The team found the sensitivity of both tests — DNA and antigen — was similar. Of the five antigens, two were found to be excellent in terms of sensitivity and specificity. “We would need an ELISA reader to detect the antigens. Since we wanted to make a point-of-care diagnostic test for TB meningitis, we turned out attention to DNA aptamers,” says Dr. Haldar.
Using a DNA aptamer to bind to the TB antigen makes ELISA reader redundant in a portable assay format. The aptamer is also more sensitive, specific and stable compared with the antibody. Since the antigen is directly detected, only 5 microlitre of the sample is required.

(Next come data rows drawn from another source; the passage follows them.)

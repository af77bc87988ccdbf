//! Error types for predication training.
//!
//! Skipped predications are not errors: they are counted in the
//! [`TrainingReport`](crate::TrainingReport) and logged.
//!
//! # Example
//!
//! ```rust
//! use semvec_psi::{PsiConfig, PsiError};
//!
//! let config = PsiConfig::default().with_dimension(0);
//! match config.validate() {
//!     Err(PsiError::InvalidConfig(msg)) => assert!(msg.contains("dimension")),
//!     other => panic!("unexpected: {other:?}"),
//! }
//! ```

use thiserror::Error;

/// Result type alias for predication training operations.
pub type Result<T> = std::result::Result<T, PsiError>;

/// Errors that can occur while building, training or persisting vectors.
#[derive(Debug, Error)]
pub enum PsiError {
    /// A collaborator was set up inconsistently for a required field.
    #[error("configuration error for field '{field}': {reason}")]
    Configuration {
        /// Field that triggered the error.
        field: String,
        /// What went wrong.
        reason: String,
    },

    /// The index holds no terms at all for a field.
    #[error("no terms for field '{0}'")]
    NoTermsForField(String),

    /// An operation was attempted in a state that forbids it.
    #[error("invalid state: {0}")]
    InvalidState(String),

    /// Invalid configuration parameter.
    #[error("invalid configuration: {0}")]
    InvalidConfig(String),

    /// Malformed corpus input.
    #[error("corpus error at line {line}: {reason}")]
    Corpus {
        /// One-based line number.
        line: usize,
        /// What went wrong.
        reason: String,
    },

    /// Malformed or incompatible vector store.
    #[error("vector store error: {0}")]
    VectorStore(String),

    /// Correlation could not be computed.
    #[error("correlation error: {0}")]
    Correlation(String),

    /// Vector algebra error.
    #[error("vector error: {0}")]
    Vsa(#[from] semvec_vsa::VsaError),

    /// IO error.
    #[error("IO error: {0}")]
    Io(#[from] std::io::Error),

    /// JSON serialization error.
    #[error("JSON error: {0}")]
    Json(#[from] serde_json::Error),

    /// YAML configuration parse error.
    #[error("config parse error: {0}")]
    ConfigParse(#[from] serde_yaml::Error),
}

Twenty-one aptamers were selected from the aptamer libarary and based on specificity one was chosen. Since all the 44 nucleotides of the aptamer don’t interact with the HspX TB antigen, the size of the aptamer was reduced to 28 nucleotides. Reducing the size of the aptamer will in turn reduce the cost of the diagnostic test.
“Once the mutation was done to reduce the size we found the binding improved. The mutant aptamer showed 2.5-fold higher binding than the parent aptamer,” says Abhijeet Dhiman from the Department of Biotechnology, AIIMS and first author of the 2018 paper. The optimised aptamer was tested on 87 cerebrospinal fluid samples and found to have nearly 100% sensitivity and about 91% specificity.